[Stored items]
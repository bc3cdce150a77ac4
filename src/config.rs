//! Configuration types for document conversion.
//!
//! All conversion behaviour is controlled through [`ConversionConfig`], built
//! via its [`ConversionConfigBuilder`]. The collaborators the pipeline talks
//! to (engine, resource probe, page renderer, progress sink) can be injected
//! here; anything left unset is resolved to the production implementation
//! when the pipeline is built.

use crate::document::PageRange;
use crate::error::Ocr2MdError;
use crate::pipeline::engine::ExtractionEngine;
use crate::pipeline::probe::{ResourceProbe, TierThresholds};
use crate::pipeline::render::PageRenderer;
use crate::progress::ProgressCallback;
use serde::{Deserialize, Serialize};
use std::fmt;
use std::sync::Arc;
use std::time::Duration;

/// Configuration for a document conversion.
///
/// # Example
/// ```rust
/// use edgequake_ocr2md::ConversionConfig;
///
/// let config = ConversionConfig::builder()
///     .page_budget(6)
///     .max_retries(2)
///     .attempt_timeout_secs(300)
///     .build()
///     .unwrap();
/// assert_eq!(config.page_budget, 6);
/// ```
#[derive(Clone)]
pub struct ConversionConfig {
    /// Maximum pages per work unit. Default: 4.
    ///
    /// Smaller units fail and retry more cheaply; larger ones amortise the
    /// engine's start-up cost (model loading dominates short runs).
    pub page_budget: usize,

    /// Extra attempts after a transient failure. Default: 2 (three dispatches).
    pub max_retries: u32,

    /// Initial delay before a retry, doubled on every further retry. Default: 500.
    pub retry_backoff_ms: u64,

    /// Wall-clock limit for one engine dispatch, in seconds. Default: 600.
    pub attempt_timeout_secs: u64,

    /// Minimum free accelerator memory for the accelerated tier, in MB. Default: 500.
    pub accelerated_min_free_mb: u64,

    /// Accelerator temperature at or above which work falls back. Default: 85.
    pub accelerated_max_temp_c: u32,

    /// How long a resource snapshot stays fresh, in milliseconds. Default: 2000.
    pub probe_refresh_ms: u64,

    /// Worker-pool size. `None` sizes the pool from the tier detected at
    /// start-up: one worker per device when accelerated, a share of the CPU
    /// cores otherwise.
    pub concurrency: Option<usize>,

    /// Longest edge of a rendered page image, in pixels. Default: 2000.
    pub max_rendered_pixels: u32,

    /// PDF user password for encrypted documents.
    pub password: Option<String>,

    /// Engine executable. Default: `marker_single`.
    pub engine_command: String,

    /// Extra engine arguments. Default: `--force_ocr --output_format markdown`.
    pub engine_args: Vec<String>,

    /// Separator between unit fragments in the merged document. Default: none.
    pub page_separator: PageSeparator,

    /// Run table extraction on the merged document. Default: true.
    pub extract_tables: bool,

    /// Download timeout for URL inputs in seconds. Default: 120.
    pub download_timeout_secs: u64,

    /// Pre-constructed engine. Takes precedence over `engine_command`.
    pub engine: Option<Arc<dyn ExtractionEngine>>,

    /// Pre-constructed resource probe. Defaults to a cached `nvidia-smi` probe.
    pub probe: Option<Arc<dyn ResourceProbe>>,

    /// Pre-constructed page renderer. Defaults to pdfium.
    pub renderer: Option<Arc<dyn PageRenderer>>,

    /// Per-unit progress events.
    pub progress_callback: Option<ProgressCallback>,
}

impl Default for ConversionConfig {
    fn default() -> Self {
        Self {
            page_budget: 4,
            max_retries: 2,
            retry_backoff_ms: 500,
            attempt_timeout_secs: 600,
            accelerated_min_free_mb: 500,
            accelerated_max_temp_c: 85,
            probe_refresh_ms: 2000,
            concurrency: None,
            max_rendered_pixels: 2000,
            password: None,
            engine_command: "marker_single".to_string(),
            engine_args: vec![
                "--force_ocr".to_string(),
                "--output_format".to_string(),
                "markdown".to_string(),
            ],
            page_separator: PageSeparator::default(),
            extract_tables: true,
            download_timeout_secs: 120,
            engine: None,
            probe: None,
            renderer: None,
            progress_callback: None,
        }
    }
}

impl fmt::Debug for ConversionConfig {
    fn fmt(&self, f: &mut fmt::Formatter<'_>) -> fmt::Result {
        f.debug_struct("ConversionConfig")
            .field("page_budget", &self.page_budget)
            .field("max_retries", &self.max_retries)
            .field("retry_backoff_ms", &self.retry_backoff_ms)
            .field("attempt_timeout_secs", &self.attempt_timeout_secs)
            .field("accelerated_min_free_mb", &self.accelerated_min_free_mb)
            .field("accelerated_max_temp_c", &self.accelerated_max_temp_c)
            .field("concurrency", &self.concurrency)
            .field("engine_command", &self.engine_command)
            .field("engine_args", &self.engine_args)
            .field("engine", &self.engine.as_ref().map(|e| e.name().to_string()))
            .field("probe", &self.probe.as_ref().map(|_| "<dyn ResourceProbe>"))
            .field("renderer", &self.renderer.as_ref().map(|_| "<dyn PageRenderer>"))
            .field("page_separator", &self.page_separator)
            .field("extract_tables", &self.extract_tables)
            .finish()
    }
}

impl ConversionConfig {
    /// Create a new builder for `ConversionConfig`.
    pub fn builder() -> ConversionConfigBuilder {
        ConversionConfigBuilder {
            config: Self::default(),
        }
    }

    pub fn attempt_timeout(&self) -> Duration {
        Duration::from_secs(self.attempt_timeout_secs)
    }

    pub fn tier_thresholds(&self) -> TierThresholds {
        TierThresholds {
            min_free_mb: self.accelerated_min_free_mb,
            max_temp_c: self.accelerated_max_temp_c,
        }
    }
}

/// Builder for [`ConversionConfig`].
pub struct ConversionConfigBuilder {
    config: ConversionConfig,
}

impl fmt::Debug for ConversionConfigBuilder {
    fn fmt(&self, f: &mut fmt::Formatter<'_>) -> fmt::Result {
        f.debug_struct("ConversionConfigBuilder")
            .field("config", &self.config)
            .finish()
    }
}

impl ConversionConfigBuilder {
    pub fn page_budget(mut self, pages: usize) -> Self {
        self.config.page_budget = pages;
        self
    }

    pub fn max_retries(mut self, n: u32) -> Self {
        self.config.max_retries = n;
        self
    }

    pub fn retry_backoff_ms(mut self, ms: u64) -> Self {
        self.config.retry_backoff_ms = ms;
        self
    }

    pub fn attempt_timeout_secs(mut self, secs: u64) -> Self {
        self.config.attempt_timeout_secs = secs;
        self
    }

    pub fn accelerated_min_free_mb(mut self, mb: u64) -> Self {
        self.config.accelerated_min_free_mb = mb;
        self
    }

    pub fn accelerated_max_temp_c(mut self, c: u32) -> Self {
        self.config.accelerated_max_temp_c = c;
        self
    }

    pub fn probe_refresh_ms(mut self, ms: u64) -> Self {
        self.config.probe_refresh_ms = ms;
        self
    }

    pub fn concurrency(mut self, n: usize) -> Self {
        self.config.concurrency = Some(n.max(1));
        self
    }

    pub fn max_rendered_pixels(mut self, px: u32) -> Self {
        self.config.max_rendered_pixels = px.max(100);
        self
    }

    pub fn password(mut self, pwd: impl Into<String>) -> Self {
        self.config.password = Some(pwd.into());
        self
    }

    pub fn engine_command(mut self, cmd: impl Into<String>) -> Self {
        self.config.engine_command = cmd.into();
        self
    }

    pub fn engine_args(mut self, args: Vec<String>) -> Self {
        self.config.engine_args = args;
        self
    }

    pub fn page_separator(mut self, sep: PageSeparator) -> Self {
        self.config.page_separator = sep;
        self
    }

    pub fn extract_tables(mut self, v: bool) -> Self {
        self.config.extract_tables = v;
        self
    }

    pub fn download_timeout_secs(mut self, secs: u64) -> Self {
        self.config.download_timeout_secs = secs;
        self
    }

    pub fn engine(mut self, engine: Arc<dyn ExtractionEngine>) -> Self {
        self.config.engine = Some(engine);
        self
    }

    pub fn probe(mut self, probe: Arc<dyn ResourceProbe>) -> Self {
        self.config.probe = Some(probe);
        self
    }

    pub fn renderer(mut self, renderer: Arc<dyn PageRenderer>) -> Self {
        self.config.renderer = Some(renderer);
        self
    }

    pub fn progress_callback(mut self, cb: ProgressCallback) -> Self {
        self.config.progress_callback = Some(cb);
        self
    }

    /// Build the configuration, validating constraints.
    pub fn build(self) -> Result<ConversionConfig, Ocr2MdError> {
        let c = &self.config;
        if c.page_budget == 0 {
            return Err(Ocr2MdError::InvalidConfig(
                "Page budget must be ≥ 1".into(),
            ));
        }
        if c.attempt_timeout_secs == 0 {
            return Err(Ocr2MdError::InvalidConfig(
                "Attempt timeout must be ≥ 1s".into(),
            ));
        }
        if c.engine.is_none() && c.engine_command.trim().is_empty() {
            return Err(Ocr2MdError::InvalidConfig(
                "Engine command must not be empty".into(),
            ));
        }
        Ok(self.config)
    }
}

// ── Enums ────────────────────────────────────────────────────────────────

/// How to separate unit fragments in the merged Markdown.
#[derive(Debug, Clone, Default, PartialEq, Eq, Serialize, Deserialize)]
pub enum PageSeparator {
    /// No separator; fragments joined with "\n\n". (default)
    #[default]
    None,
    /// Horizontal rule: "\n\n---\n\n"
    HorizontalRule,
    /// HTML comment naming the pages that follow: "<!-- pages 5-8 -->"
    Comment,
    /// Custom string inserted between fragments.
    Custom(String),
}

impl PageSeparator {
    /// Render the separator placed before the fragment covering `pages`.
    pub fn render(&self, pages: PageRange) -> String {
        match self {
            PageSeparator::None => "\n\n".to_string(),
            PageSeparator::HorizontalRule => "\n\n---\n\n".to_string(),
            PageSeparator::Comment if pages.len() == 1 => {
                format!("\n\n<!-- page {} -->\n\n", pages.start)
            }
            PageSeparator::Comment => format!("\n\n<!-- pages {} -->\n\n", pages),
            PageSeparator::Custom(s) => format!("\n\n{}\n\n", s),
        }
    }
}

#[cfg(test)]
mod tests {
    use super::*;

    #[test]
    fn defaults() {
        let c = ConversionConfig::default();
        assert_eq!(c.page_budget, 4);
        assert_eq!(c.max_retries, 2);
        assert_eq!(c.engine_command, "marker_single");
        assert_eq!(c.tier_thresholds().min_free_mb, 500);
        assert_eq!(c.tier_thresholds().max_temp_c, 85);
        assert!(c.extract_tables);
    }

    #[test]
    fn builder_rejects_zero_budget() {
        let err = ConversionConfig::builder().page_budget(0).build().unwrap_err();
        assert!(err.to_string().contains("Page budget"));
    }

    #[test]
    fn builder_rejects_zero_timeout() {
        assert!(ConversionConfig::builder()
            .attempt_timeout_secs(0)
            .build()
            .is_err());
    }

    #[test]
    fn builder_clamps_concurrency() {
        let c = ConversionConfig::builder().concurrency(0).build().unwrap();
        assert_eq!(c.concurrency, Some(1));
    }

    #[test]
    fn separator_rendering() {
        let r = PageRange::new(5, 8);
        assert_eq!(PageSeparator::None.render(r), "\n\n");
        assert_eq!(PageSeparator::HorizontalRule.render(r), "\n\n---\n\n");
        assert_eq!(PageSeparator::Comment.render(r), "\n\n<!-- pages 5-8 -->\n\n");
        assert_eq!(
            PageSeparator::Comment.render(PageRange::new(3, 3)),
            "\n\n<!-- page 3 -->\n\n"
        );
        assert_eq!(
            PageSeparator::Custom("***".into()).render(r),
            "\n\n***\n\n"
        );
    }
}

• _INSTRUCTIONS TO FOLLOW_
Please output only the lines from the first line of the entries through the line with "can be injected", both included, exactly as written.

• _TASK RESPONSE_
repository bc3cdce150a77ac4
filename src/config.rs
//! Configuration types for document conversion.
//!
//! All conversion behaviour is controlled through [`ConversionConfig`], built
//! via its [`ConversionConfigBuilder`]. The collaborators the pipeline talks
//! to (engine, resource probe, page renderer, progress sink) can be injected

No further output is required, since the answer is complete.